I’ll admit it: One of the best things about being a River Oaks real estate agent is the chance to see some spectacular architecture, landscape design and, indoors, furniture and decorative arts. Fine antiques in an elegant setting are a balm to the soul as well as to the eyes. I’m an eager student of American antiques, always happy to learn something new.

If you don’t know a ball and claw from a ball and chain, don’t worry. In this month’s RO Letter installment, we discuss some of the classic American furniture styles, specifically from 1620 to 1876. You would be correct if it occurs to you that this is the same time frame that is on view at the Bayou Bend Collection, one of two house museums in River Oaks that belong to the Museum of Fine Arts Houston. As a Bayou Bend docent, I spend nearly every Friday morning explaining these American styles and showing guests how to identify them in furniture, silver, ceramics and even paintings.

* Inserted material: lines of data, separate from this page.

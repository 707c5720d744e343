//! Topic - a named broadcast channel.

use std::sync::atomic::{AtomicU64, Ordering};
use std::sync::Arc;

use parking_lot::RwLock;
use topicflow_types::{canonical_topic, Message};

use crate::agent::{same_agent, Agent};

/// Copy-on-write list of agents.
///
/// Readers clone the `Arc` and iterate without holding the lock. Writers
/// swap in a modified copy when a reader still holds the old list.
type AgentList = Arc<Vec<Arc<dyn Agent>>>;

/// A named broadcast channel.
///
/// Publishing delivers the message to every current subscriber, in
/// subscription order, on the caller's thread. Subscribing or unsubscribing
/// while a publish is in flight neither blocks nor disturbs it: the publish
/// iterates the list as it was when it started.
///
/// The publisher list is bookkeeping for graph introspection; it is never
/// consulted when publishing.
pub struct Topic {
    name: String,
    subscribers: RwLock<AgentList>,
    publishers: RwLock<AgentList>,
    last_message: RwLock<Message>,
    publish_count: AtomicU64,
}

impl Topic {
    /// Create a topic. The name is normalized to its canonical form.
    pub fn new(name: &str) -> Self {
        Self {
            name: canonical_topic(name),
            subscribers: RwLock::new(Arc::new(Vec::new())),
            publishers: RwLock::new(Arc::new(Vec::new())),
            last_message: RwLock::new(Message::default()),
            publish_count: AtomicU64::new(0),
        }
    }

    /// The canonical topic name.
    pub fn name(&self) -> &str {
        &self.name
    }

    /// Append a subscriber. The same agent may be subscribed more than once.
    pub fn subscribe(&self, agent: Arc<dyn Agent>) {
        push(&self.subscribers, agent);
    }

    /// Remove the first subscription of this exact agent instance.
    ///
    /// Returns false if the agent was not subscribed.
    pub fn unsubscribe(&self, agent: &dyn Agent) -> bool {
        remove(&self.subscribers, agent)
    }

    /// Record an agent as a publisher of this topic.
    pub fn add_publisher(&self, agent: Arc<dyn Agent>) {
        push(&self.publishers, agent);
    }

    /// Remove the first publisher entry of this exact agent instance.
    pub fn remove_publisher(&self, agent: &dyn Agent) -> bool {
        remove(&self.publishers, agent)
    }

    /// Deliver a message to every subscriber, then remember it as the last message.
    ///
    /// The last message is stored after delivery, even when its value is NaN.
    pub fn publish(&self, message: Message) {
        let subscribers = self.subscribers.read().clone();
        for agent in subscribers.iter() {
            agent.receive(&self.name, &message);
        }
        *self.last_message.write() = message;
        self.publish_count.fetch_add(1, Ordering::Relaxed);
    }

    /// The last published message, or the zero message before any publish.
    pub fn last_message(&self) -> Message {
        self.last_message.read().clone()
    }

    /// Number of publishes so far.
    pub fn publish_count(&self) -> u64 {
        self.publish_count.load(Ordering::Relaxed)
    }

    /// Point-in-time copy of the subscriber list.
    pub fn subscribers(&self) -> AgentList {
        self.subscribers.read().clone()
    }

    /// Point-in-time copy of the publisher list.
    pub fn publishers(&self) -> AgentList {
        self.publishers.read().clone()
    }
}

fn push(list: &RwLock<AgentList>, agent: Arc<dyn Agent>) {
    let mut guard = list.write();
    Arc::make_mut(&mut *guard).push(agent);
}

fn remove(list: &RwLock<AgentList>, agent: &dyn Agent) -> bool {
    let mut guard = list.write();
    match guard.iter().position(|a| same_agent(a, agent)) {
        Some(pos) => {
            Arc::make_mut(&mut *guard).remove(pos);
            true
        }
        None => false,
    }
}

impl std::fmt::Debug for Topic {
    fn fmt(&self, f: &mut std::fmt::Formatter<'_>) -> std::fmt::Result {
        f.debug_struct("Topic")
            .field("name", &self.name)
            .field("subscribers", &self.subscribers.read().len())
            .field("publishers", &self.publishers.read().len())
            .finish()
    }
}
use criterion::{black_box, criterion_group, criterion_main, BenchmarkId, Criterion, Throughput};
use std::sync::atomic::{AtomicU64, Ordering};
use std::sync::Arc;
use std::thread;
use std::time::Duration;
use topicflow_broker::{Agent, AsyncDecoupler, Broker, DecouplerConfig, Message};

/// Counts deliveries and nothing else
struct CountingAgent {
    inputs: Vec<String>,
    outputs: Vec<String>,
    seen: AtomicU64,
}

impl CountingAgent {
    fn new(topic: &str) -> Self {
        Self {
            inputs: vec![topic.to_uppercase()],
            outputs: Vec::new(),
            seen: AtomicU64::new(0),
        }
    }
}

impl Agent for CountingAgent {
    fn name(&self) -> &str {
        "counter"
    }

    fn inputs(&self) -> &[String] {
        &self.inputs
    }

    fn outputs(&self) -> &[String] {
        &self.outputs
    }

    fn reset(&self) {}

    fn receive(&self, _topic: &str, message: &Message) {
        black_box(message.value());
        self.seen.fetch_add(1, Ordering::Relaxed);
    }

    fn shutdown(&self) {}
}

/// Benchmark concurrent publishes to one topic with varying thread counts
fn bench_concurrent_publish_same_topic(c: &mut Criterion) {
    let mut group = c.benchmark_group("concurrent_publish_same_topic");

    for thread_count in [1, 2, 4, 8].iter() {
        group.throughput(Throughput::Elements(*thread_count as u64 * 1000));
        group.bench_with_input(
            BenchmarkId::new("threads", thread_count),
            thread_count,
            |b, &thread_count| {
                b.iter(|| {
                    let broker = Broker::new();
                    broker.attach(Arc::new(CountingAgent::new("shared")));

                    let handles: Vec<_> = (0..thread_count)
                        .map(|_| {
                            let broker = broker.clone();
                            thread::spawn(move || {
                                for i in 0..1000 {
                                    broker.publish(black_box("shared"), i as f64);
                                }
                            })
                        })
                        .collect();

                    for handle in handles {
                        handle.join().unwrap();
                    }
                });
            },
        );
    }
    group.finish();
}

/// Benchmark topic get-or-create across distinct names (low contention)
fn bench_concurrent_topic_creation(c: &mut Criterion) {
    let mut group = c.benchmark_group("concurrent_topic_creation");

    for thread_count in [2, 4, 8].iter() {
        group.throughput(Throughput::Elements(*thread_count as u64 * 100));
        group.bench_with_input(
            BenchmarkId::from_parameter(thread_count),
            thread_count,
            |b, &thread_count| {
                b.iter(|| {
                    let broker = Broker::new();
                    let handles: Vec<_> = (0..thread_count)
                        .map(|t| {
                            let broker = broker.clone();
                            thread::spawn(move || {
                                for i in 0..100 {
                                    black_box(broker.topic(&format!("topic-{}-{}", t, i)));
                                }
                            })
                        })
                        .collect();

                    for handle in handles {
                        handle.join().unwrap();
                    }
                });
            },
        );
    }
    group.finish();
}

/// Benchmark publishing through a decoupled subscriber
fn bench_decoupled_publish(c: &mut Criterion) {
    let mut group = c.benchmark_group("decoupled_publish");
    group.throughput(Throughput::Elements(1000));

    group.bench_function("mailbox_1024", |b| {
        b.iter(|| {
            let broker = Broker::new();
            let agent = Arc::new(CountingAgent::new("in"));
            let config = DecouplerConfig::default()
                .with_capacity(1024)
                .with_timeout(Duration::from_millis(100));
            let decoupler = AsyncDecoupler::spawn(&broker, agent.clone(), config).unwrap();

            for i in 0..1000 {
                broker.publish("in", i as f64);
            }
            while agent.seen.load(Ordering::Relaxed) < 1000 {
                thread::yield_now();
            }
            decoupler.shutdown();
        });
    });

    group.finish();
}

criterion_group!(
    benches,
    bench_concurrent_publish_same_topic,
    bench_concurrent_topic_creation,
    bench_decoupled_publish,
);
criterion_main!(benches);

Ima Hogg, Houston’s famous grande dame and philanthropist, built Bayou Bend in 1928 and later gave it and  its furnishings to the MFAH. Much more has been acquired since. Drawing on Bayou Bend’s collection for the visuals, let’s take a look at seven periods of classic American furniture.

1620 to 1690 17th-Century (sometimes called Early American)

Early settlers have tiny houses and a scarcity of furniture. The earliest furniture, usually made upon arrival in the colonies, were heavy chests and cupboards. These are made quickly and often roughly. They are typically horizontal, squat and low. Indigenous American woods, such as oak, are widely used, as is maple, pine, poplar, walnut and cherry. Often these early pieces are vividly painted in yellow, red, blue and green, though that paint rarely endures to the 21st Century. A great chair (for dad or an honored guest) and stools (for everyone else) are typical for seating, and carved ornamentation is often set within geometric forms, such as squares. Heavy mortise and tenon construction is typical, with the result that drawers are heavy and balanced on rails. Trunks and chests are often roughly finished on the inside. Knobs and pulls are made of wood. There is some lathe turning on chair and table legs. Printed cotton, produced in India, is imported via English merchant ships, but still relatively uncommon.

  1. Armchair (c. 1640-1690, made in Virginia of black cherry and hickory)
  2. Chest with drawers (c. 1670-1710, made in the Connecticut River Valley of oak and pine)
  3. Cupboard (c. 1670-1700, made in the Boston area of oak, maple and secondary woods)

1690 to 1730 William and Mary (also known as Early Baroque)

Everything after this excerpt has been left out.